BERT - Tokenization and Encoding
To use a pre-trained BERT model, we need to convert the input data into an appropriate format so that each sentence can be sent to the pre-trained model to obtain the corresponding embedding. This article introduces how this can be done using modules and functions available in Hugging Face's
transformers package (https://huggingface.co/transformers/index.html).
Input Representation in BERT
Let's first try to understand how an input sentence should be represented in BERT. BERT embeddings are trained with two training tasks:
- Classification Task: to determine which category the input sentence should fall into
- Next Sentence Prediction Task: to determine if the second sentence naturally follows the first sentence.
For the classification task, a single vector representing the whole input sentence is needed to be fed to a classifier. In BERT, the decision is that the hidden state of the first token is taken to represent the whole sentence. To achieve this, an additional token has to be added manually to the input sentence. In the original implementation, the token
[CLS] is chosen for this purpose.
In the "next sentence prediction" task, we need a way to inform the model where does the first sentence end, and where does the second sentence begin. Hence, another artificial token,
[SEP], is introduced. If we are trying to train a classifier, each input sample will contain only one sentence (or a single text input). In that case, the
[SEP] token will be added to the end of the input text.

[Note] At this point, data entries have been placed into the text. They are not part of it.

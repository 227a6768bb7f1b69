use std::fmt;

use num_bigint::BigInt;
use num_traits::Signed;

use crate::models::FocusSide;

/// Identity of a two-asset pool (e.g. its on-chain address).
#[derive(Clone, Debug, PartialEq, Eq, Hash)]
pub struct PoolId(String);

impl PoolId {
    pub fn new(id: impl Into<String>) -> Self {
        Self(id.into())
    }

    pub fn as_str(&self) -> &str {
        &self.0
    }
}

impl fmt::Display for PoolId {
    fn fmt(&self, f: &mut fmt::Formatter<'_>) -> fmt::Result {
        f.write_str(&self.0)
    }
}

/// Immutable observation of a pool's reserves and LP supply.
///
/// All amounts are in smallest units. A snapshot is never mutated; a newer
/// one with a strictly greater `as_of` supersedes it.
#[derive(Clone, Debug, PartialEq, Eq)]
pub struct ReserveSnapshot {
    pub pool_id: PoolId,
    /// Base token reserve.
    pub base_reserve: BigInt,
    /// Quote token reserve.
    pub quote_reserve: BigInt,
    /// Total LP share supply.
    pub lp_supply: BigInt,
    pub base_decimals: u8,
    pub quote_decimals: u8,
    pub lp_decimals: u8,
    /// Monotonic sequence number of the observation.
    pub as_of: u64,
}

impl ReserveSnapshot {
    /// Reserve held for `side`.
    pub fn reserve(&self, side: FocusSide) -> &BigInt {
        match side {
            FocusSide::Base => &self.base_reserve,
            FocusSide::Quote => &self.quote_reserve,
        }
    }

    pub fn decimals(&self, side: FocusSide) -> u8 {
        match side {
            FocusSide::Base => self.base_decimals,
            FocusSide::Quote => self.quote_decimals,
        }
    }

    /// A pool with either reserve at zero cannot be quoted proportionally.
    pub fn is_degenerate(&self) -> bool {
        !self.base_reserve.is_positive() || !self.quote_reserve.is_positive()
    }

    /// Checks the non-negativity invariant of externally produced data.
    pub fn check(&self) -> Result<(), String> {
        for (name, value) in [
            ("base_reserve", &self.base_reserve),
            ("quote_reserve", &self.quote_reserve),
            ("lp_supply", &self.lp_supply),
        ] {
            if value.is_negative() {
                return Err(format!("{name} is negative ({value})"));
            }
        }
        Ok(())
    }
}
//! Shared data structures used throughout the application.

use bigdecimal::BigDecimal;
use num_traits::Zero;

use crate::pool::PoolId;
use crate::quote::ValidationVerdict;

/// Which deposit field the user is driving.
#[derive(Debug, Clone, Copy, Default, PartialEq, Eq, Hash)]
pub enum FocusSide {
    #[default]
    Base,
    Quote,
}

impl FocusSide {
    /// The side whose amount is derived when `self` is driving.
    pub fn other(self) -> Self {
        match self {
            FocusSide::Base => FocusSide::Quote,
            FocusSide::Quote => FocusSide::Base,
        }
    }

    pub fn as_str(self) -> &'static str {
        match self {
            FocusSide::Base => "base",
            FocusSide::Quote => "quote",
        }
    }
}

/// Raw display amounts for both deposit fields, exactly as typed or derived.
#[derive(Debug, Clone, Default, PartialEq, Eq)]
pub struct PairAmounts {
    pub base: String,
    pub quote: String,
}

impl PairAmounts {
    pub fn get(&self, side: FocusSide) -> &str {
        match side {
            FocusSide::Base => &self.base,
            FocusSide::Quote => &self.quote,
        }
    }

    pub fn set(&mut self, side: FocusSide, value: impl Into<String>) {
        let value = value.into();
        match side {
            FocusSide::Base => self.base = value,
            FocusSide::Quote => self.quote = value,
        }
    }

    pub fn clear(&mut self) {
        self.base.clear();
        self.quote.clear();
    }
}

/// The latest input event: driving side, its raw text and the generation it
/// was issued under.
#[derive(Debug, Clone, PartialEq, Eq)]
pub struct DepositInput {
    pub side: FocusSide,
    pub raw_amount: String,
    pub generation: u64,
}

/// Outcome of one quote request.
#[derive(Debug, Clone, PartialEq)]
pub struct QuoteResult {
    /// Driving side the quote was computed for.
    pub side: FocusSide,
    /// Counterpart amount in display units, empty for the quiescent state.
    pub derived_amount: String,
    pub minted_shares: BigDecimal,
    pub for_generation: u64,
    pub for_snapshot_as_of: u64,
}

/// Coordinator lifecycle.
#[derive(Debug, Clone, Copy, Default, PartialEq, Eq)]
pub enum CoordinatorState {
    #[default]
    Idle,
    Computing(u64),
    Applied(u64),
}

/// Everything the deposit submission needs: final validated amounts and the
/// fixed side. The derived side already carries the slippage allowance.
#[derive(Debug, Clone, PartialEq, Eq)]
pub struct DepositRequest {
    pub pool_id: PoolId,
    pub base_amount: String,
    pub quote_amount: String,
    pub fixed_side: FocusSide,
}

/// Read model published for rendering.
#[derive(Debug, Clone, PartialEq)]
pub struct QuoteView {
    pub base_amount: String,
    pub quote_amount: String,
    pub minted_shares_estimate: BigDecimal,
    pub verdict: ValidationVerdict,
    pub focus: FocusSide,
    pub state: CoordinatorState,
    pub snapshot_as_of: Option<u64>,
    pub pool_not_found: bool,
    /// "1 focused token ≈ X other token", rounded up.
    pub exchange_rate: Option<String>,
    pub deposit: Option<DepositRequest>,
}

impl Default for QuoteView {
    fn default() -> Self {
        Self {
            base_amount: String::new(),
            quote_amount: String::new(),
            minted_shares_estimate: BigDecimal::zero(),
            verdict: ValidationVerdict::EmptyAmount,
            focus: FocusSide::Base,
            state: CoordinatorState::Idle,
            snapshot_as_of: None,
            pool_not_found: false,
            exchange_rate: None,
            deposit: None,
        }
    }
}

In summary, to preprocess the input text data, the first thing we will have to do is to add the
[CLS] token at the beginning, and the
[SEP] token at the end of each input text.
The BERT model receives a fixed length of sentence as input. Usually the maximum length of a sentence depends on the data we are working on. For sentences that are shorter than this maximum length, we will have to add paddings (empty tokens) to the sentences to make up the length. In the original implementation, the token
[PAD] is used to represent paddings to the sentence.
Converting Tokens to IDs
When the BERT model was trained, each token was given a unique ID. Hence, when we want to use a pre-trained BERT model, we will first need to convert each token in the input sentence into its corresponding unique IDs.
There is an important point to note when we use a pre-trained model. Since the model is pre-trained on a certain corpus, the vocabulary was also fixed. In other words, when we apply a pre-trained model to some other data, it is possible that some tokens in the new data might not appear in the fixed vocabulary of the pre-trained model. This is commonly known as the out-of-vocabulary (OOV) problem.
For tokens not appearing in the original vocabulary, it is designed that they should be replaced with a special token
[UNK], which stands for unknown token.
However, converting all unseen tokens into
[UNK] will take away a lot of information from the input data. Hence, BERT makes use of a WordPiece algorithm that breaks a word into several subwords, such that commonly seen subwords can also be represented by the model.
For example, the word
characteristically does not appear in the original vocabulary. Nevertheless, when we use the BERT tokenizer to tokenize a sentence containing this word, we get something as shown below:
>>> from transformers import BertTokenizer >>> tz = BertTokenizer.from_pretrained("bert-base-cased") >>> tz.convert_tokens_to_ids(["characteristically"])  >>> sent = "He remains characteristically confident and optimistic." >>> tz.tokenize(sent) ['He', 'remains', 'characteristic', '##ally', 'confident', 'and', 'optimistic', '.'] >>> tz.convert_tokens_to_ids(tz.tokenize(sent)) [1124, 2606, 7987, 2716, 9588, 1105, 24876, 119]
We can see that the word
characteristically will be converted to the ID
100, which is the ID of the token
[UNK], if we do not apply the tokenization function of the BERT model.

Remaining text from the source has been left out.